OBJECTIVE: To evaluate the efficacy and safety of adalimumab in patients with active nonpsoriatic peripheral spondyloarthritis (SpA). METHODS: ABILITY-2 is an ongoing phase III, multicenter study of adalimumab treatment. Eligible patients age ≥18 years fulfilled the Assessment of SpondyloArthritis international Society (ASAS) classification criteria for peripheral SpA, did not have a prior diagnosis of psoriasis, psoriatic arthritis (PsA), or ankylosing spondylitis (AS), and had an inadequate response or intolerance to nonsteroidal antiinflammatory drugs (NSAIDs). Patients were randomized 1:1 to receive adalimumab 40 mg every other week or matching placebo for 12 weeks, followed by a 144-week open-label period.

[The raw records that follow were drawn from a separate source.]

// SPDX-License-Identifier: PMPL-1.0-or-later
// Copyright (c) 2026 Jonathan D.A. Jewell (hyperpolymath) <jonathan.jewell@open.ac.uk>
//
// Document segmentation — scans every page for the marker, computes the split
// boundaries and writes one output document per segment.

use std::fs;
use std::ops::Range;
use std::path::{Path, PathBuf};
use std::sync::Arc;

use pagemark_core::error::{PagemarkError, Result};
use pagemark_core::{AppConfig, Pattern};
use tracing::{info, instrument, warn};

use crate::detect::MarkerDetector;
use crate::library::{DocumentLibrary, PageDocument};
use crate::pdf::PdfLibrary;

/// Page-index boundaries of one document.
///
/// Ascending, deduplicated, and always terminated by the page count. A plan
/// holding only that final boundary splits nothing.
#[derive(Debug, Clone, PartialEq, Eq)]
pub struct SplitPlan {
    boundaries: Vec<usize>,
}

impl SplitPlan {
    /// Build a plan from the 0-based indices of the marked pages.
    pub fn from_markers(markers: impl IntoIterator<Item = usize>, page_count: usize) -> Self {
        let mut boundaries: Vec<usize> = markers
            .into_iter()
            .filter(|&index| index < page_count)
            .collect();
        boundaries.sort_unstable();
        boundaries.dedup();
        boundaries.push(page_count);
        Self { boundaries }
    }

    pub fn boundaries(&self) -> &[usize] {
        &self.boundaries
    }

    pub fn has_splits(&self) -> bool {
        self.boundaries.len() > 1
    }

    /// Non-empty half-open page ranges, starting from page 0.
    pub fn segments(&self) -> Vec<Range<usize>> {
        let mut start = 0;
        let mut segments = Vec::with_capacity(self.boundaries.len());
        for &end in &self.boundaries {
            if start < end {
                segments.push(start..end);
                start = end;
            }
        }
        segments
    }
}

/// What [`Segmenter::split`] did to one input.
#[derive(Debug, Clone, PartialEq, Eq)]
pub enum SplitOutcome {
    /// No marker found: nothing written, nothing deleted.
    Untouched,
    Split {
        outputs: Vec<PathBuf>,
        source_deleted: bool,
    },
}

impl SplitOutcome {
    pub fn outputs(&self) -> &[PathBuf] {
        match self {
            SplitOutcome::Untouched => &[],
            SplitOutcome::Split { outputs, .. } => outputs,
        }
    }
}

/// One document to segment.
#[derive(Debug, Clone)]
pub struct SegmentJob {
    pub input: PathBuf,
    pub output_dir: PathBuf,
    pub pattern: Pattern,
    pub delete_source: bool,
}

/// Per-file results of [`Segmenter::process_directory`].
#[derive(Debug, Clone, Default)]
pub struct DirectoryReport {
    pub split: Vec<PathBuf>,
    pub untouched: Vec<PathBuf>,
    pub failed: Vec<(PathBuf, String)>,
    /// Output documents written across all inputs.
    pub outputs: usize,
}

impl DirectoryReport {
    pub fn processed(&self) -> usize {
        self.split.len() + self.untouched.len()
    }
}

/// Splits documents at their marked pages.
#[derive(Clone)]
pub struct Segmenter {
    library: Arc<dyn DocumentLibrary>,
    config: AppConfig,
}

impl Segmenter {
    pub fn new(library: Arc<dyn DocumentLibrary>, config: &AppConfig) -> Self {
        Self {
            library,
            config: config.clone(),
        }
    }

    /// A segmenter backed by [`PdfLibrary`].
    pub fn pdf(config: &AppConfig) -> Self {
        Self::new(Arc::new(PdfLibrary::new()), config)
    }

    pub fn config(&self) -> &AppConfig {
        &self.config
    }

    /// `<output_dir>/<stem>_split_<n>.pdf`, `n` counting from 1.
    pub fn output_path(output_dir: &Path, stem: &str, n: usize) -> PathBuf {
        output_dir.join(format!("{stem}_split_{n}.pdf"))
    }

    /// Query the detector for every page in order.
    pub fn plan(&self, document: &dyn PageDocument, detector: &MarkerDetector) -> SplitPlan {
        let page_count = document.page_count();
        let markers = (0..page_count).filter(|&index| detector.page_has_marker(document, index));
        SplitPlan::from_markers(markers, page_count)
    }

    /// Segment one document.
    ///
    /// Output failures abort the job without removing segments already
    /// written. A source that cannot be deleted is only logged.
    #[instrument(skip(self, job), fields(input = %job.input.display()))]
    pub fn split(&self, job: &SegmentJob) -> Result<SplitOutcome> {
        let document = self.library.open(&job.input)?;
        let detector = MarkerDetector::new(job.pattern.clone(), &self.config.detector);
        let plan = self.plan(document.as_ref(), &detector);

        if !plan.has_splits() {
            info!(pages = document.page_count(), "no marker found; document left untouched");
            return Ok(SplitOutcome::Untouched);
        }

        fs::create_dir_all(&job.output_dir)?;
        let stem = job
            .input
            .file_stem()
            .map(|stem| stem.to_string_lossy().into_owned())
            .unwrap_or_else(|| "document".into());

        let mut outputs = Vec::new();
        for (n, range) in plan.segments().into_iter().enumerate() {
            let path = Self::output_path(&job.output_dir, &stem, n + 1);
            document.save_range(range.clone(), &path)?;
            info!(
                segment = n + 1,
                start = range.start,
                end = range.end,
                output = %path.display(),
                "segment written"
            );
            outputs.push(path);
        }
        // Release the source before deleting it.
        drop(document);

        let source_deleted = job.delete_source && delete_source(&job.input);
        Ok(SplitOutcome::Split {
            outputs,
            source_deleted,
        })
    }

    /// Documents in `dir`, sorted by name.
    pub fn list_documents(&self, dir: &Path) -> Result<Vec<PathBuf>> {
        let entries = fs::read_dir(dir).map_err(|source| PagemarkError::InputDirUnavailable {
            path: dir.to_path_buf(),
            source,
        })?;

        let mut documents: Vec<PathBuf> = entries
            .filter_map(|entry| entry.ok())
            .filter(|entry| entry.file_type().map(|t| t.is_file()).unwrap_or(false))
            .filter(|entry| self.config.is_document_name(&entry.file_name().to_string_lossy()))
            .map(|entry| entry.path())
            .collect();
        documents.sort();
        Ok(documents)
    }

    /// Segment every document of `input_dir`.
    ///
    /// `make_job` turns each input path into a job; failures of one file
    /// (job construction included) are recorded and the pass continues.
    #[instrument(skip(self, make_job), fields(dir = %input_dir.display()))]
    pub fn process_directory<F>(&self, input_dir: &Path, mut make_job: F) -> Result<DirectoryReport>
    where
        F: FnMut(PathBuf) -> Result<SegmentJob>,
    {
        let mut report = DirectoryReport::default();

        for input in self.list_documents(input_dir)? {
            let outcome = make_job(input.clone()).and_then(|job| self.split(&job));
            match outcome {
                Ok(SplitOutcome::Untouched) => report.untouched.push(input),
                Ok(SplitOutcome::Split { outputs, .. }) => {
                    report.outputs += outputs.len();
                    report.split.push(input);
                }
                Err(e) => {
                    warn!(input = %input.display(), error = %e, "segmentation failed");
                    report.failed.push((input, e.to_string()));
                }
            }
        }

        info!(
            split = report.split.len(),
            untouched = report.untouched.len(),
            failed = report.failed.len(),
            "directory pass complete"
        );
        Ok(report)
    }
}

fn delete_source(path: &Path) -> bool {
    match fs::remove_file(path) {
        Ok(()) => {
            info!(path = %path.display(), "source deleted");
            true
        }
        Err(source) => {
            let err = PagemarkError::SourceDelete {
                path: path.to_path_buf(),
                source,
            };
            warn!(error = %err, "keeping source");
            false
        }
    }
}

#[cfg(test)]
mod tests {
    use std::collections::{BTreeSet, HashMap};

    use super::*;
    use crate::image::contour::tests::ring_raster;
    use crate::library::PageRect;
    use crate::raster::Raster;

    /// Corner points of a square, matching the ring fixture.
    fn square_pattern() -> Pattern {
        Pattern::from(vec![[0, 0], [40, 0], [40, 40], [0, 40]])
    }

    /// In-memory documents keyed by file name; marked pages render a ring.
    #[derive(Default)]
    struct FakeLibrary {
        documents: HashMap<String, (usize, BTreeSet<usize>)>,
    }

    impl FakeLibrary {
        fn with(mut self, name: &str, pages: usize, markers: &[usize]) -> Self {
            self.documents
                .insert(name.into(), (pages, markers.iter().copied().collect()));
            self
        }
    }

    struct FakeDoc {
        pages: usize,
        markers: BTreeSet<usize>,
    }

    impl DocumentLibrary for FakeLibrary {
        fn open(&self, path: &Path) -> Result<Box<dyn PageDocument>> {
            let name = path
                .file_name()
                .map(|n| n.to_string_lossy().into_owned())
                .unwrap_or_default();
            let (pages, markers) =
                self.documents
                    .get(&name)
                    .cloned()
                    .ok_or_else(|| PagemarkError::DocumentOpen {
                        path: path.to_path_buf(),
                        reason: "unknown fake document".into(),
                    })?;
            Ok(Box::new(FakeDoc { pages, markers }))
        }
    }

    impl PageDocument for FakeDoc {
        fn page_count(&self) -> usize {
            self.pages
        }
        fn page_bounds(&self, _index: usize) -> Result<PageRect> {
            Ok(PageRect::sized(595.0, 842.0))
        }
        fn render_region(&self, index: usize, _clip: PageRect, _zoom: f32) -> Result<Raster> {
            if self.markers.contains(&index) {
                Ok(ring_raster(200))
            } else {
                Ok(Raster::blank(200, 200))
            }
        }
        fn save_range(&self, pages: Range<usize>, path: &Path) -> Result<()> {
            fs::write(path, format!("{}..{}", pages.start, pages.end))?;
            Ok(())
        }
    }

    fn segmenter(library: FakeLibrary) -> Segmenter {
        Segmenter::new(Arc::new(library), &AppConfig::default())
    }

    fn job(input: PathBuf, output_dir: &Path, delete_source: bool) -> SegmentJob {
        SegmentJob {
            input,
            output_dir: output_dir.to_path_buf(),
            pattern: square_pattern(),
            delete_source,
        }
    }

    #[test]
    fn plan_from_markers() {
        let plan = SplitPlan::from_markers([5, 2, 5], 7);
        assert_eq!(plan.boundaries(), &[2, 5, 7]);
        assert_eq!(plan.segments(), vec![0..2, 2..5, 5..7]);

        let none = SplitPlan::from_markers([], 7);
        assert!(!none.has_splits());

        // A marker on the first page still yields the whole document once.
        let first = SplitPlan::from_markers([0], 3);
        assert_eq!(first.segments(), vec![0..3]);
    }

    #[test]
    fn markers_two_and_five_of_seven_pages() {
        let dir = tempfile::tempdir().unwrap();
        let input = dir.path().join("scan.pdf");
        fs::write(&input, b"fake").unwrap();
        let out = dir.path().join("out");

        let seg = segmenter(FakeLibrary::default().with("scan.pdf", 7, &[2, 5]));
        let outcome = seg.split(&job(input.clone(), &out, true)).unwrap();

        let expected: Vec<PathBuf> = (1..=3)
            .map(|n| out.join(format!("scan_split_{n}.pdf")))
            .collect();
        assert_eq!(
            outcome,
            SplitOutcome::Split {
                outputs: expected.clone(),
                source_deleted: true
            }
        );
        let ranges: Vec<String> = expected
            .iter()
            .map(|p| fs::read_to_string(p).unwrap())
            .collect();
        assert_eq!(ranges, vec!["0..2", "2..5", "5..7"]);
        assert!(!input.exists());
    }

    #[test]
    fn no_marker_keeps_source_even_with_delete() {
        let dir = tempfile::tempdir().unwrap();
        let input = dir.path().join("plain.pdf");
        fs::write(&input, b"fake").unwrap();
        let out = dir.path().join("out");

        let seg = segmenter(FakeLibrary::default().with("plain.pdf", 4, &[]));
        for _ in 0..2 {
            let outcome = seg.split(&job(input.clone(), &out, true)).unwrap();
            assert_eq!(outcome, SplitOutcome::Untouched);
        }
        assert!(input.exists());
        assert!(!out.exists());
    }

    #[test]
    fn detector_settings_come_from_the_app_config() {
        let dir = tempfile::tempdir().unwrap();
        let input = dir.path().join("scan.pdf");
        fs::write(&input, b"fake").unwrap();

        // Nothing is closer than distance zero.
        let mut config = AppConfig::default();
        config.detector.match_threshold = 0.0;
        let library = FakeLibrary::default().with("scan.pdf", 3, &[1]);
        let seg = Segmenter::new(Arc::new(library), &config);

        assert_eq!(seg.config().detector.match_threshold, 0.0);
        assert_eq!(
            seg.split(&job(input, dir.path(), false)).unwrap(),
            SplitOutcome::Untouched
        );
    }

    #[test]
    fn empty_pattern_never_splits() {
        let dir = tempfile::tempdir().unwrap();
        let input = dir.path().join("scan.pdf");
        fs::write(&input, b"fake").unwrap();

        let seg = segmenter(FakeLibrary::default().with("scan.pdf", 3, &[1]));
        let mut job = job(input, dir.path(), false);
        job.pattern = Pattern::empty();
        assert_eq!(seg.split(&job).unwrap(), SplitOutcome::Untouched);
    }

    #[test]
    fn delete_failure_does_not_fail_the_split() {
        let dir = tempfile::tempdir().unwrap();
        // The fake opens by name, so the file never has to exist on disk.
        let input = dir.path().join("ghost.pdf");
        let seg = segmenter(FakeLibrary::default().with("ghost.pdf", 2, &[1]));
        let outcome = seg.split(&job(input, dir.path(), true)).unwrap();
        assert!(matches!(
            outcome,
            SplitOutcome::Split {
                source_deleted: false,
                ..
            }
        ));
        assert_eq!(outcome.outputs().len(), 2);
    }

    #[test]
    fn directory_pass_contains_failures() {
        let dir = tempfile::tempdir().unwrap();
        let input_dir = dir.path().join("in");
        let out = dir.path().join("out");
        fs::create_dir_all(&input_dir).unwrap();
        for name in ["a.pdf", "b.PDF", "broken.pdf", "notes.txt"] {
            fs::write(input_dir.join(name), b"fake").unwrap();
        }

        let library = FakeLibrary::default()
            .with("a.pdf", 3, &[1])
            .with("b.PDF", 2, &[]);
        let seg = segmenter(library);
        let report = seg
            .process_directory(&input_dir, |input| Ok(job(input, &out, false)))
            .unwrap();

        assert_eq!(report.split, vec![input_dir.join("a.pdf")]);
        assert_eq!(report.untouched, vec![input_dir.join("b.PDF")]);
        assert_eq!(report.failed.len(), 1);
        assert_eq!(report.failed[0].0, input_dir.join("broken.pdf"));
        assert_eq!(report.outputs, 2);
        assert_eq!(report.processed(), 2);
    }

    #[test]
    fn missing_directory_is_reported() {
        let seg = segmenter(FakeLibrary::default());
        let err = seg
            .process_directory(Path::new("/no/such/dir"), |_| unreachable!("no documents to process"))
            .unwrap_err();
        assert!(matches!(err, PagemarkError::InputDirUnavailable { .. }));
    }
}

The primary end point was the proportion of patients achieving 40% improvement in disease activity according to the Peripheral SpA Response Criteria (PSpARC40) at week 12. This was defined as ≥40% improvement from baseline (≥20-mm absolute improvement on a visual analog scale) in patient's global assessments of disease activity and pain, and ≥40% improvement in at least one of the following features: swollen joint and tender joint counts, total enthesitis count, or dactylitis count. Adverse events were recorded throughout the study. RESULTS: In total, 165 patients were randomized to a treatment group, of whom 81 were randomized to receive placebo and 84 to receive adalimumab. Baseline demographics and disease characteristics were generally similar between the 2 groups. At week 12, a greater proportion of patients receiving adalimumab achieved a PSpARC40 response compared to patients receiving placebo (39% versus 20%; P = 0.006). Overall, improvement in other outcomes was greater in the adalimumab group compared to the placebo group. The rates of adverse events were similar in both treatment groups. CONCLUSION: Treatment with adalimumab ameliorated the signs and symptoms of disease and improved physical function in patients with active nonpsoriatic peripheral SpA who exhibited an inadequate response or intolerance to NSAIDs, with a safety profile consistent with that observed in patients with AS, PsA, or other immune-mediated diseases.